Por la mañana, sin embargo, el Parlamento había adoptado definitivamente, tras la votación final del Senado, la otra parte de la reforma, la relativa a los cuidados paliativos. El Senado, sometido a segunda lectura, decidió adoptar sin modificaciones el texto de la diputada renacentista Annie Vidal, con 325 votos a favor y 18 en contra, para permitir su rápida aplicación.
Sobre la muerte asistida, el debate tendrá que continuar hasta el miércoles, cuando aún quedan por examinar casi 600 enmiendas. Pero con el rechazo del artículo 2, el texto en su conjunto parece ahora carente de estructura.
Consecuencia probable: el gobierno, que espera una adopción definitiva antes de la suspensión del trabajo en verano, podría optar por dar la última palabra a la Asamblea Nacional para implementar esta gran reforma social, querida por Emmanuel Macron.
La línea dura de Retailleau ganó
Los diputados ya han votado dos veces con una mayoría bastante amplia a favor de un derecho regulado a la muerte asistida accesible a determinados pacientes que padecen una enfermedad grave e incurable. En el Senado, sin embargo, las diferencias de opinión resultan insuperables.
En cuanto a la muerte asistida, como en la primera lectura, fue la línea dura del presidente de los republicanos, Bruno Retailleau, la que ganó el caso. El candidato presidencial volvió a movilizarse en la cámara durante toda la tarde criticando un texto “muy indulgente”.
“Si el texto se votara mañana (…) “En el umbral de la muerte, cada uno tendrá que preguntarse si no es un peso muerto, si no es una carga para la sociedad o para sus allegados”.dijo, temiendo que el “cabellos” termina el encuadre de este texto “saltar” en el futuro.
El presidente del grupo socialista, Patrick Kanner, justificó el voto desfavorable de sus tropas con motivos opuestos, lamentando la progresiva desintegración del texto de la Asamblea Nacional.
La medida emblemática sometida a votación ya no tiene nada que ver con la versión de los diputados: en lugar de una “Derecho a la muerte asistida”él planeaba “Asistencia médica al morir” reservado para pacientes cuyo pronóstico vital está en peligro “Corto plazo”o potencialmente solo unos días.

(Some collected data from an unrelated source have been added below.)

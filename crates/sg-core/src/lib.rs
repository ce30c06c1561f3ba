//! sg-core: shared types, errors, and configuration.
//!
//! This crate is the foundational dependency for all other sg-* crates,
//! providing the unified error type, the validated identifiers that take
//! part in access-token canonicalization, and the process configuration.

pub mod config;
pub mod error;
pub mod ids;

pub use error::{Error, Result};
pub use ids::{ClientIdentity, ResourceId};

/// Current wall-clock time as whole seconds since the Unix epoch.
///
/// Times before the epoch collapse to zero.
pub fn unix_now() -> u64 {
    u64::try_from(chrono::Utc::now().timestamp()).unwrap_or(0)
}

“A este paso se necesitarían quince lecturas”
Propuesto por los ponentes de Les Républicains (LR), Alain Milon y Christine Bonfanti-Dossat, este editorial pretendía establecer un “alternativa”lo que probablemente pesará sobre la Comisión Mixta (CMP), la reunión de conciliación entre diputados y senadores que el gobierno podría convocar próximamente.
Esta estrategia habría constituido una “camino de la sabiduría”lanzó Alain Milon, adjunto a “no envíen foto de una habitación trasera” y evitar dejar que los parlamentarios legislen solos. “Ya no es momento de estrategias”Respondió el Senador Place publique Bernard Jomier, señalando que un “a este ritmo, harían falta quince lecturas para llegar a un acuerdo (…) con la Asamblea Nacional ». El gobierno también ha expresado su oposición a esta nueva formulación.
En los últimos días se ha hablado también de una opción de referéndum en el Senado: el senador LR Francis Szpiner, hostil a la reforma, afirmó haber recogido más de 195 firmas de los parlamentarios, suficientes para iniciar un procedimiento de referéndum de iniciativa compartida (RIP) en los próximos días. Sin embargo, este proceso tan complejo nunca ha tenido éxito en la historia del Parlamento desde su creación en 2008.